Pantau.com Asumsi harga minyak untuk postur Anggaran Pendapatan dan Belanja Negara (APBN) 2018 yang dipatok USD48 per barel, nampaknya bakal terlewati. 

Bagaimana tidak, Badan Energi Internasional (IEA) menyampaikan pasokan minyak global akan melampaui permintaan tahun ini. 

Laporan terbaru mereka menyebutkan, produksi meningkat dengan cepat di negara-negara non-OPEC (Organisasi Negara-negara Pengekspor Minyak), yang dipimpin oleh Amerika, melahirkan kemungkinan akan tumbuh lebih besar dari permintaan pada 2018.

Meski demikian, OPEC memperkirakan permintaan minyak dunia akan tumbuh lebih cepat dibandingkan perkiraan awal untuk 2018. 
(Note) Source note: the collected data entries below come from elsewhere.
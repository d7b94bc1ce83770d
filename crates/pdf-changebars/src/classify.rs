//! Change-bar page classification

use crate::constants::DEGENERATE_HEIGHT;
use crate::sections::ChangedPages;
use crate::types::MarginRecord;

/// Classify pages from their trimmed marginal heights.
///
/// A page carries a change bar iff its height is neither the degenerate
/// height (empty crop) nor the full crop height (edge-to-edge content).
/// Records are scanned in page order, so the result is ascending.
pub fn classify(records: &[MarginRecord], full_height: u32) -> ChangedPages {
    let mut records = records.to_vec();
    records.sort_by_key(|record| record.page);
    records.dedup_by_key(|record| record.page);

    let pages = records
        .iter()
        .filter(|record| is_changed(record.height, full_height))
        .map(|record| record.page)
        .collect();

    ChangedPages::from_sorted(pages)
}

fn is_changed(height: u32, full_height: u32) -> bool {
    height != full_height && height != DEGENERATE_HEIGHT
}
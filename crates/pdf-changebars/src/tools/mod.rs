//! External collaborators: rasterizing the crop region and measuring it
//!
//! The pipeline only needs two things from the outside world: one image
//! per page cropped to the bounding box, and the trimmed height of each
//! image. Both sit behind traits so tests can stand in for Ghostscript
//! and ImageMagick.

mod ghostscript;
mod imagemagick;
mod trim;

pub use ghostscript::GhostscriptRasterizer;
pub use imagemagick::{ImageMagickMeasurer, parse_measurements};
pub use trim::{TrimMeasurer, trimmed_height};

use crate::geometry::CropGeometry;
use crate::options::{ChangebarOptions, MeasureMode};
use crate::types::{ChangebarError, MarginRecord, Result};
use std::path::{Path, PathBuf};
use std::process::Command;
use std::sync::Arc;

/// Renders the crop region of every page into `out_dir`.
pub trait Rasterizer: Send + Sync {
    /// Returns the produced images in page order.
    fn rasterize(
        &self,
        input: &Path,
        geometry: &CropGeometry,
        dpi: u32,
        out_dir: &Path,
    ) -> Result<Vec<PathBuf>>;
}

/// Reports the content-trimmed height of each rasterized page.
pub trait MarginMeasurer: Send + Sync {
    fn measure(&self, images: &[PathBuf]) -> Result<Vec<MarginRecord>>;
}

/// The set of external tools used by one pipeline run
#[derive(Clone)]
pub struct Toolchain {
    pub rasterizer: Arc<dyn Rasterizer>,
    pub measurer: Arc<dyn MarginMeasurer>,
}

impl Toolchain {
    pub fn new(rasterizer: impl Rasterizer + 'static, measurer: impl MarginMeasurer + 'static) -> Self {
        Self {
            rasterizer: Arc::new(rasterizer),
            measurer: Arc::new(measurer),
        }
    }

    /// Ghostscript plus the measurer selected in `options`
    pub fn from_options(options: &ChangebarOptions) -> Self {
        let rasterizer = Arc::new(GhostscriptRasterizer::new(&options.ghostscript));
        let measurer: Arc<dyn MarginMeasurer> = match options.measure {
            MeasureMode::ImageMagick => Arc::new(ImageMagickMeasurer::new(&options.magick)),
            MeasureMode::Builtin => Arc::new(TrimMeasurer),
        };
        Self {
            rasterizer,
            measurer,
        }
    }
}

/// Run a command to completion, turning spawn failures and non-zero exits
/// into errors. Returns stdout.
pub(crate) fn run_tool(command: &mut Command) -> Result<String> {
    let tool = command.get_program().to_string_lossy().into_owned();
    log::debug!("Running {:?}", command);

    let output = command
        .output()
        .map_err(|source| ChangebarError::ToolMissing {
            tool: tool.clone(),
            source,
        })?;

    if !output.status.success() {
        return Err(ChangebarError::Tool {
            tool,
            status: output.status.to_string(),
            stderr: String::from_utf8_lossy(&output.stderr).trim().to_string(),
        });
    }

    Ok(String::from_utf8_lossy(&output.stdout).into_owned())
}

/// Write an executable shell script standing in for an external tool
#[cfg(all(test, unix))]
pub(crate) fn stub_tool(dir: &Path, name: &str, body: &str) -> PathBuf {
    use std::os::unix::fs::PermissionsExt;

    let path = dir.join(name);
    std::fs::write(&path, format!("#!/bin/sh\n{}\n", body)).unwrap();
    std::fs::set_permissions(&path, std::fs::Permissions::from_mode(0o755)).unwrap();
    path
}
//! Layered force layout and view interaction.
//!
//! [`ForceLayoutEngine`] turns a [`KnowledgeGraph`](crate::graph::KnowledgeGraph)
//! into positioned nodes, one simulation generation at a time.
//! [`InteractionController`] owns everything the pointer and the search box
//! change: hover, lock, drag, pan/zoom and the resulting opacities.

mod config;
mod constants;
mod engine;
mod interaction;
mod simulation;

pub use config::{InteractionConfig, LayoutConfig};
pub use constants::{
	EDGE_STYLES, EdgeStyle, LAYER_COUNT, NODE_STYLES, NodeStyle, PARTICLE_RADIUS, PARTICLE_SPEED,
};
pub use engine::{ForceLayoutEngine, LayoutChange, LayoutSnapshot};
pub use interaction::{HoveredNode, InteractionController, InteractionMode, ViewTransform};
pub use simulation::{EdgeEnd, SimulationEdge, SimulationNode};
Pertumbuhan permintaan minyak global untuk tahun ini telah meningkat sedikit menjadi 1,4 juta barel per hari (bph), sebagian karena perkiraan optimis produk domestik bruto (PDB) dari Dana Moneter Internasional (IMF).

Pada perdagangan hari Rabu (14/2/2018) atau Selasa waktu setempat, harga minyak dunia di pasar dunia untuk patokan harga minyak Amerika, minyak mentah West Texas Intermediate (WTI) untuk pengiriman Maret, turun tipis USD0,10 menjadi USD59,19 per barel di New York Mercantile Exchange.

Sementara itu, patokan global, minyak mentah Brent North Sea untuk pengiriman April, naik USD0,13 menjadi USD62,72 per barel di London ICE Futures Exchange.